* _Provided records_
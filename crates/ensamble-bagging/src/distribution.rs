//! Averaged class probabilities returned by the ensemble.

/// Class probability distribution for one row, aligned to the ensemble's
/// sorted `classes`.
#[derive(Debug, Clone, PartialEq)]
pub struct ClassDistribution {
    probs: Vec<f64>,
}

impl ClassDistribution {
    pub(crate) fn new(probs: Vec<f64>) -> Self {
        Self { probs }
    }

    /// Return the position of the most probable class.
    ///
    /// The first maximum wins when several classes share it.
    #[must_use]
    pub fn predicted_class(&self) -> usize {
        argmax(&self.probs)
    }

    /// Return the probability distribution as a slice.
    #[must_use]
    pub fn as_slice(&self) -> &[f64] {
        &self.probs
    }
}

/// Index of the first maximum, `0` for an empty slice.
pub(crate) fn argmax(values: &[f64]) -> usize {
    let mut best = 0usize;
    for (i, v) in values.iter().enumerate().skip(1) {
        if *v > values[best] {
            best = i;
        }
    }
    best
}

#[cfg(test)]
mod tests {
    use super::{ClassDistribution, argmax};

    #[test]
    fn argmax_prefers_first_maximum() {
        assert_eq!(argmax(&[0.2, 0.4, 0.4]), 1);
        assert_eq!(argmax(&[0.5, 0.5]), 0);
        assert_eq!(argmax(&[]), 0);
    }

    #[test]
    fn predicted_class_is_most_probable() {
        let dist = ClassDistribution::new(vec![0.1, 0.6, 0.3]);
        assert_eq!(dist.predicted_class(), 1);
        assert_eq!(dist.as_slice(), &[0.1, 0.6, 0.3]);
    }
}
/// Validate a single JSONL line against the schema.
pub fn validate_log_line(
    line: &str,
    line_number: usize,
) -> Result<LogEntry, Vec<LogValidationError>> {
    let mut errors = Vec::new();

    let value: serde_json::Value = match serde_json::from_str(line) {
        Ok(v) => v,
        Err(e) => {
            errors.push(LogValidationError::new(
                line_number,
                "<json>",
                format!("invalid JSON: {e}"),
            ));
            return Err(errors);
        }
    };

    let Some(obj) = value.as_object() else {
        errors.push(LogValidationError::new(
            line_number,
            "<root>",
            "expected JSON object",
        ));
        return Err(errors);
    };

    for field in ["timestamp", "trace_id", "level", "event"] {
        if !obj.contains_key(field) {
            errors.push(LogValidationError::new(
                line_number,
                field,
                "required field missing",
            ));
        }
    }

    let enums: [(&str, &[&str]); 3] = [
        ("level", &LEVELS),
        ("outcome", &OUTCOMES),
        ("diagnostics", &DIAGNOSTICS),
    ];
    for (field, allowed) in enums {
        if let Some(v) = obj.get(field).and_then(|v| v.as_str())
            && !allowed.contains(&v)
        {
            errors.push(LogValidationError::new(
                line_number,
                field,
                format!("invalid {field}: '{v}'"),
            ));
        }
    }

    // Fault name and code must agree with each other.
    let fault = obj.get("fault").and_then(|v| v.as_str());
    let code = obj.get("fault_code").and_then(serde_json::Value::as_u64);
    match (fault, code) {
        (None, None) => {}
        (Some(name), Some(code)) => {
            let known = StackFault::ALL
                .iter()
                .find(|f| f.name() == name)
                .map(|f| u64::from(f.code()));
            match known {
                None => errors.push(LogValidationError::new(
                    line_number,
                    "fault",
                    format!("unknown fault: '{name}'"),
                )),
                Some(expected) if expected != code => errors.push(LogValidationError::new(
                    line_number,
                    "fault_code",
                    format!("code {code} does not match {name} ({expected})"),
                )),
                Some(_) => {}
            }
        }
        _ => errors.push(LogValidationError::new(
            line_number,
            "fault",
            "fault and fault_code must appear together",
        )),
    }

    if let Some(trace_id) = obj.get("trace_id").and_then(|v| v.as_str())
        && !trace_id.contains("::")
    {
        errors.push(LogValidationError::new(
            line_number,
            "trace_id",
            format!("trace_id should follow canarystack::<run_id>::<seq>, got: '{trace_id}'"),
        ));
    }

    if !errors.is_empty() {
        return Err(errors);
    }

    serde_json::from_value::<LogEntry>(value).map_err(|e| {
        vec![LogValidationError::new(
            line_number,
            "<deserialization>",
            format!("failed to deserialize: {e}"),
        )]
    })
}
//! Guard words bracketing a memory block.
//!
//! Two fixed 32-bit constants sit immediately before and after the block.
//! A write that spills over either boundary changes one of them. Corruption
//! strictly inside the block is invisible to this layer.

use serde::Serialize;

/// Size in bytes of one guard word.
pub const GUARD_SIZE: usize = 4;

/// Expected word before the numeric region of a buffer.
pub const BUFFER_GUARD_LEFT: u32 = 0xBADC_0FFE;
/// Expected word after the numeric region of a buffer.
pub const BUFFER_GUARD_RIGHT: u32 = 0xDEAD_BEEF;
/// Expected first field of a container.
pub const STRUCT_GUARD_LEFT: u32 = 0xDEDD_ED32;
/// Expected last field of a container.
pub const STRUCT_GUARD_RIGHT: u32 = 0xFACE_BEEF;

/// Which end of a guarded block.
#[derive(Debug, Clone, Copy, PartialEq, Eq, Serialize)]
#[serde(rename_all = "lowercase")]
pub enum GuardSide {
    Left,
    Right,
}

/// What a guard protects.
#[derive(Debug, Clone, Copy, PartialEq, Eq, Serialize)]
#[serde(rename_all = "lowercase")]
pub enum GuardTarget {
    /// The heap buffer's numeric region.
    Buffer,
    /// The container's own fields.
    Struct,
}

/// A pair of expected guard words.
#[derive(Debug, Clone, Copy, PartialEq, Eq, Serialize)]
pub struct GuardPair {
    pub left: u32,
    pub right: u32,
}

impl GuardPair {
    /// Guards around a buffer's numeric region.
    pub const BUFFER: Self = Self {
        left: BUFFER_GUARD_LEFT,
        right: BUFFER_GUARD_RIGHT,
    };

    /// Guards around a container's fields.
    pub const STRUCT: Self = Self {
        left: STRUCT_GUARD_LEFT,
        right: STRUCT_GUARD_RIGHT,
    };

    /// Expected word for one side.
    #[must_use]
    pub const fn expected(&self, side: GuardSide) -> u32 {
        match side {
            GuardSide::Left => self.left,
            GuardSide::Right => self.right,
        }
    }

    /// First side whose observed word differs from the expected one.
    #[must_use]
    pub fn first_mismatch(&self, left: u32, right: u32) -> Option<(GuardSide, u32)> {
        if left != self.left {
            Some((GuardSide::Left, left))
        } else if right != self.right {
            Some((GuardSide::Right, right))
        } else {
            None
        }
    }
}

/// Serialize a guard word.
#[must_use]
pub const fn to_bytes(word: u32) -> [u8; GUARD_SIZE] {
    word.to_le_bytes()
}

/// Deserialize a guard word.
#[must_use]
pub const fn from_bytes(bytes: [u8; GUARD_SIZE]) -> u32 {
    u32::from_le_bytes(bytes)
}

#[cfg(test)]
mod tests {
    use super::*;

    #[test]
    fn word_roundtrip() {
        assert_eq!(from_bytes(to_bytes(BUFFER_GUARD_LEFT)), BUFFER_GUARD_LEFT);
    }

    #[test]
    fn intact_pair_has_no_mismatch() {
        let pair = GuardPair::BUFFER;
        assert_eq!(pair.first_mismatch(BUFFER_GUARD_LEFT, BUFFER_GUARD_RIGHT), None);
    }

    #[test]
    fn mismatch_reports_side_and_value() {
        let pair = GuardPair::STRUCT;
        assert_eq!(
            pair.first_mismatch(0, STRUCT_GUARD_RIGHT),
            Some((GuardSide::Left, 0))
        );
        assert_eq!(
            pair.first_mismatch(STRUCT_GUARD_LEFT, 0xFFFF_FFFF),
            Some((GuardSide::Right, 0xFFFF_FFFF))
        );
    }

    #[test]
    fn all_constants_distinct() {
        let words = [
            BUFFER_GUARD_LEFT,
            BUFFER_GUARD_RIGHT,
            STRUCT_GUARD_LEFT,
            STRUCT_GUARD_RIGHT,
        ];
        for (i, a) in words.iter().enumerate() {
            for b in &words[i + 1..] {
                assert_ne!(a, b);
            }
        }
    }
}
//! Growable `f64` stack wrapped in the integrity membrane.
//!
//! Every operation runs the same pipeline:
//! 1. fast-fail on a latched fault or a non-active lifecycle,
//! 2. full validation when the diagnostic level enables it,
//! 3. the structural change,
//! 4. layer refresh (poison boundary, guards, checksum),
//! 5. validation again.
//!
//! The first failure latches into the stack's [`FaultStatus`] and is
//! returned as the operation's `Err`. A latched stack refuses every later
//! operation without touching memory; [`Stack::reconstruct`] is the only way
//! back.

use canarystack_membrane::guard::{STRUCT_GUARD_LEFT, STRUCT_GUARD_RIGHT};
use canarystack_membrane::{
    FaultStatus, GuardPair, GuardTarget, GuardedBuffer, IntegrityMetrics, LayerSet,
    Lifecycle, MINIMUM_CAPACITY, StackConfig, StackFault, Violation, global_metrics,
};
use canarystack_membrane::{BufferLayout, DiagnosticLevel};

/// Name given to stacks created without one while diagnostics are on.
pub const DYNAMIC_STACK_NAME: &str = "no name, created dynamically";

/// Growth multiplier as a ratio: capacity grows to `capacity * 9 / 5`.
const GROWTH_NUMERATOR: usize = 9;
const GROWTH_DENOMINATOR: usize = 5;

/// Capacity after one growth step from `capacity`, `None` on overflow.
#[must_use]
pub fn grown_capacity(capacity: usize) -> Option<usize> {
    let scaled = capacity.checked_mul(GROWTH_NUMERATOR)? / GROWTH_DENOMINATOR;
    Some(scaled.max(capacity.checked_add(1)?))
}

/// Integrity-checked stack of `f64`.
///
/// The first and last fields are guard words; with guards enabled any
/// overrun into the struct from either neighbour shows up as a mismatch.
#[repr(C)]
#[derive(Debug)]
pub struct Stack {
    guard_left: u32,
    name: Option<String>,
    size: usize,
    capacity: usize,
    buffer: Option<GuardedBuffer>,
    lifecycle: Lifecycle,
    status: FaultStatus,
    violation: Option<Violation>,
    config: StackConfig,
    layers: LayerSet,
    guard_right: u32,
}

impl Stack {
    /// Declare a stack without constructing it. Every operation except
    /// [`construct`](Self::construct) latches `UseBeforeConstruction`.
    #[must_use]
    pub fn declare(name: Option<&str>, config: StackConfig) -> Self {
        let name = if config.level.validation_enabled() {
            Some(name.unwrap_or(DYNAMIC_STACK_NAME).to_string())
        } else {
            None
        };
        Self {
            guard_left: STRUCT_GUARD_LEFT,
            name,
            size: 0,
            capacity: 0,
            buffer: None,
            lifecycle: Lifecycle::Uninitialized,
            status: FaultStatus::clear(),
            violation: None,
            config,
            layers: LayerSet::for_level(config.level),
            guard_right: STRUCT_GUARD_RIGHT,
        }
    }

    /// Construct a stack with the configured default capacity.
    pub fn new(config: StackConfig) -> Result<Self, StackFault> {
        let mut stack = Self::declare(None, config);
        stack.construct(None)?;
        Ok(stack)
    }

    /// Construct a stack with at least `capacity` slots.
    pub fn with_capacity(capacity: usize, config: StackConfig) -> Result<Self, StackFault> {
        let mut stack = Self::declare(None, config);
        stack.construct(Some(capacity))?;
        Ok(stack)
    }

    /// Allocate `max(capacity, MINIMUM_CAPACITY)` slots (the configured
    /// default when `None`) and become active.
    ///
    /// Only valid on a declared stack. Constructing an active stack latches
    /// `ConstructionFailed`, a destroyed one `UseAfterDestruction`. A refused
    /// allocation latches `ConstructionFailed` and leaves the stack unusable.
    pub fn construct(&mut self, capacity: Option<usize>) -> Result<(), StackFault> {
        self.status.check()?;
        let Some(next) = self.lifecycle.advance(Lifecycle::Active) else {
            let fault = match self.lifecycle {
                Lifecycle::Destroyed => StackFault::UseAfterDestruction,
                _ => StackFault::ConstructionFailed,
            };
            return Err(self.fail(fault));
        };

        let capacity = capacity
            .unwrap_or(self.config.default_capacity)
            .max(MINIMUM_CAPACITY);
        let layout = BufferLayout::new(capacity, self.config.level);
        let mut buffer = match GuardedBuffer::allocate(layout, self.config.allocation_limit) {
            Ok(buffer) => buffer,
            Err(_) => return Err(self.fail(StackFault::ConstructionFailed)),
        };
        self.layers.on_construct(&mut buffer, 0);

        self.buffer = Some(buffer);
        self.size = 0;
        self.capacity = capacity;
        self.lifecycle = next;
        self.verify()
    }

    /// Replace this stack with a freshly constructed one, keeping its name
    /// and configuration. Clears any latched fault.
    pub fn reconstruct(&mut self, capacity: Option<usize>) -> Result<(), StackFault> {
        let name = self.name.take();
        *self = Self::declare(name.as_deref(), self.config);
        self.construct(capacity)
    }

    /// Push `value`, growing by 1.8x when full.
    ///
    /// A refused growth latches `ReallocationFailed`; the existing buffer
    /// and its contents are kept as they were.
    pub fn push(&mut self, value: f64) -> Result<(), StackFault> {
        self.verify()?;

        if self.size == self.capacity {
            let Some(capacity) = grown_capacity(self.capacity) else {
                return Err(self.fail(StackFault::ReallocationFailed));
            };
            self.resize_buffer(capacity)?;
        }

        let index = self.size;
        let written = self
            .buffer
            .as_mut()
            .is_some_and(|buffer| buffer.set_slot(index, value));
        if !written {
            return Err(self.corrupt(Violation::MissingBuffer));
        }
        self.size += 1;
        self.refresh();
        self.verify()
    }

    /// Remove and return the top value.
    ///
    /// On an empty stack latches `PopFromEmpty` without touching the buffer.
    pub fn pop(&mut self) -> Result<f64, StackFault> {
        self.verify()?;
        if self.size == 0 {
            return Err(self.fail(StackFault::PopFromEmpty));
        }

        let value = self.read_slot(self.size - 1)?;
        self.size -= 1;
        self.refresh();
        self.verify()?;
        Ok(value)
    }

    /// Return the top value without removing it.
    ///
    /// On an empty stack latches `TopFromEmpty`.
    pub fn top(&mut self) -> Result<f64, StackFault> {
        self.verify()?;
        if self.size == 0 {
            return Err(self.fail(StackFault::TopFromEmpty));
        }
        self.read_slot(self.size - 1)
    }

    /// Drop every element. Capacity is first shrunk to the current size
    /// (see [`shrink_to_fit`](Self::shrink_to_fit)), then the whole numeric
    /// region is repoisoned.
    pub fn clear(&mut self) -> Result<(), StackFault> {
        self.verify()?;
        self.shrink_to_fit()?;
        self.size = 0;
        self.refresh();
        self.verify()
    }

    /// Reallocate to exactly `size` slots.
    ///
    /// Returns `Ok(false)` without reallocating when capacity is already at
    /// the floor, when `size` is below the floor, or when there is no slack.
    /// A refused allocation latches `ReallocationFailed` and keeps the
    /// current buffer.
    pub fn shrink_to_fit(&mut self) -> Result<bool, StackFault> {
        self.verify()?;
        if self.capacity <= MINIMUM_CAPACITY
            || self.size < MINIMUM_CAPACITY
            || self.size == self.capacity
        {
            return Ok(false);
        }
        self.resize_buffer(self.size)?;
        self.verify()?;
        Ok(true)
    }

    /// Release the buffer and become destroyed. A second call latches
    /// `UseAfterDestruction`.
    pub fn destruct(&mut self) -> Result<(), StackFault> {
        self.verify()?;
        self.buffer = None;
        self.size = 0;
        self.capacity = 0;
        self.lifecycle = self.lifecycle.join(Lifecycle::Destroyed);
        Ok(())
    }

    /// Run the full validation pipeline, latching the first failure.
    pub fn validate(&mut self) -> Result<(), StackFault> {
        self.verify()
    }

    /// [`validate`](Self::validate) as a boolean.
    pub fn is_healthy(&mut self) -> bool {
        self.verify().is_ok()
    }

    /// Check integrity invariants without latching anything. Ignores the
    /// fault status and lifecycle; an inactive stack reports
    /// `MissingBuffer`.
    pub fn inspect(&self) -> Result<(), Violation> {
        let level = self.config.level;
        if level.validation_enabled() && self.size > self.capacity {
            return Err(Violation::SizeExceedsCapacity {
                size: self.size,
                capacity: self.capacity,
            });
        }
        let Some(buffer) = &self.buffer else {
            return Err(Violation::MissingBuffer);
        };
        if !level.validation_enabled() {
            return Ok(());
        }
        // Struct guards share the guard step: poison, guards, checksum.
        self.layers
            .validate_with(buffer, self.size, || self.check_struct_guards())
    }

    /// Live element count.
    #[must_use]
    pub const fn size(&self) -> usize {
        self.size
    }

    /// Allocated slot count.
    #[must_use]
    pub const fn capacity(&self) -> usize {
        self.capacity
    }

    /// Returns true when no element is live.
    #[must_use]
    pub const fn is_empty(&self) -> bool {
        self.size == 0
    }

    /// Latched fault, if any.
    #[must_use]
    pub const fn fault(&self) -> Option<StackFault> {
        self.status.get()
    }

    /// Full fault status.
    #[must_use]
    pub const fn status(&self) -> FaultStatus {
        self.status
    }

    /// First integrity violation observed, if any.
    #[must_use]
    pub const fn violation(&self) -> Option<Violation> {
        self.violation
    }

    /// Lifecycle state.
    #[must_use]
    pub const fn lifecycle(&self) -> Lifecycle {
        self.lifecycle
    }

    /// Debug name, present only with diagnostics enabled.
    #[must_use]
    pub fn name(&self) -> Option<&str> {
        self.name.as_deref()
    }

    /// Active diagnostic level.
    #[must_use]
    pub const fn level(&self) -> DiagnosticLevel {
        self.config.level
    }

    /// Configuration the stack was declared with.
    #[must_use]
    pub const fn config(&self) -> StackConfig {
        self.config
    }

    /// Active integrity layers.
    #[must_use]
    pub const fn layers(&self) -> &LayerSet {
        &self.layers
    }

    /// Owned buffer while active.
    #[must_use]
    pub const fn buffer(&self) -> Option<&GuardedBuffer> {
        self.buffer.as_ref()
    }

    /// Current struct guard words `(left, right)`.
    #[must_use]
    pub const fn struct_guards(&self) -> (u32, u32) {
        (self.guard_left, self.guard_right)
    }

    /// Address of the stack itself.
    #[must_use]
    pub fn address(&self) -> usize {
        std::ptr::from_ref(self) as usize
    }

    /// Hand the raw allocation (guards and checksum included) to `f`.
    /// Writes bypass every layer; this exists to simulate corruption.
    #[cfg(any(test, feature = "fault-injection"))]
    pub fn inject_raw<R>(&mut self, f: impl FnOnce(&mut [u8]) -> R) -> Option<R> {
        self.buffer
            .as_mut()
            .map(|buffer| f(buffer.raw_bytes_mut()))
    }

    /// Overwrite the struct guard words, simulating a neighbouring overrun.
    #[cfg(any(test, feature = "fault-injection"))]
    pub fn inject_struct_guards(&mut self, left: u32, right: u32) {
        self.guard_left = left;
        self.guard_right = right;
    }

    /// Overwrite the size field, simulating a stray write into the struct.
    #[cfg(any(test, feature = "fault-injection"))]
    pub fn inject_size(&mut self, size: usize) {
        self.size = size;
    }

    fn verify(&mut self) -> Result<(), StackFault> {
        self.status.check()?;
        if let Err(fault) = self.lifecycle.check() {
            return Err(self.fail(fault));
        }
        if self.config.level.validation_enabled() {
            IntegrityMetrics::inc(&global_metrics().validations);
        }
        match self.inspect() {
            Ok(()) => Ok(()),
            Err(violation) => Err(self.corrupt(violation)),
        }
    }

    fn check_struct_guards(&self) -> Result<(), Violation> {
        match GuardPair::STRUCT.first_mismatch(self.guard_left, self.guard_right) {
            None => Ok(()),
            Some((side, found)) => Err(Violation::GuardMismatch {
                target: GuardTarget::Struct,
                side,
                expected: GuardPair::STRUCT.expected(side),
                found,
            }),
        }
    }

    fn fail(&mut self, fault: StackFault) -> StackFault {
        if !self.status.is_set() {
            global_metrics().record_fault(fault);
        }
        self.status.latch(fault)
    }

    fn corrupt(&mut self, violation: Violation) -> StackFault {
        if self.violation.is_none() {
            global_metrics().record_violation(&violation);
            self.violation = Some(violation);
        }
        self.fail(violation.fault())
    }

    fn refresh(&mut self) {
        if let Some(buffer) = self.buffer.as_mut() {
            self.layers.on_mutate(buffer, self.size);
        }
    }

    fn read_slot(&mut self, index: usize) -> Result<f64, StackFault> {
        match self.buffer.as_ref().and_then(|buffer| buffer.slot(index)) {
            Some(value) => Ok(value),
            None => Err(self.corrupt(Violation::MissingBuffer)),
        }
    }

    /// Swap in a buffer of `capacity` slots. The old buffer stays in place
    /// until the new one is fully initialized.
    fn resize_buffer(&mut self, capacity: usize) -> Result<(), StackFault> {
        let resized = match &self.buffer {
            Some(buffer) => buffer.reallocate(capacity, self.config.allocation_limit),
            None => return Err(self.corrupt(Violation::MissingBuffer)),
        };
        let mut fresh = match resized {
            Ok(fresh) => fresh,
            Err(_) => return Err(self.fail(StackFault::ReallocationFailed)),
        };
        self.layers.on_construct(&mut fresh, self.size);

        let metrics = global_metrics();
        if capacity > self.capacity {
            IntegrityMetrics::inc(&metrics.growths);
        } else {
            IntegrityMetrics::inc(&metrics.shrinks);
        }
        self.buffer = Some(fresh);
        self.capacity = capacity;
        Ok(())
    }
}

* _Action item_
Look through the data and show every line containing "ConstructionFailed".

* _Answer for the task_
    /// `ConstructionFailed`, a destroyed one `UseAfterDestruction`. A refused
    /// allocation latches `ConstructionFailed` and leaves the stack unusable.
                _ => StackFault::ConstructionFailed,
            Err(_) => return Err(self.fail(StackFault::ConstructionFailed)),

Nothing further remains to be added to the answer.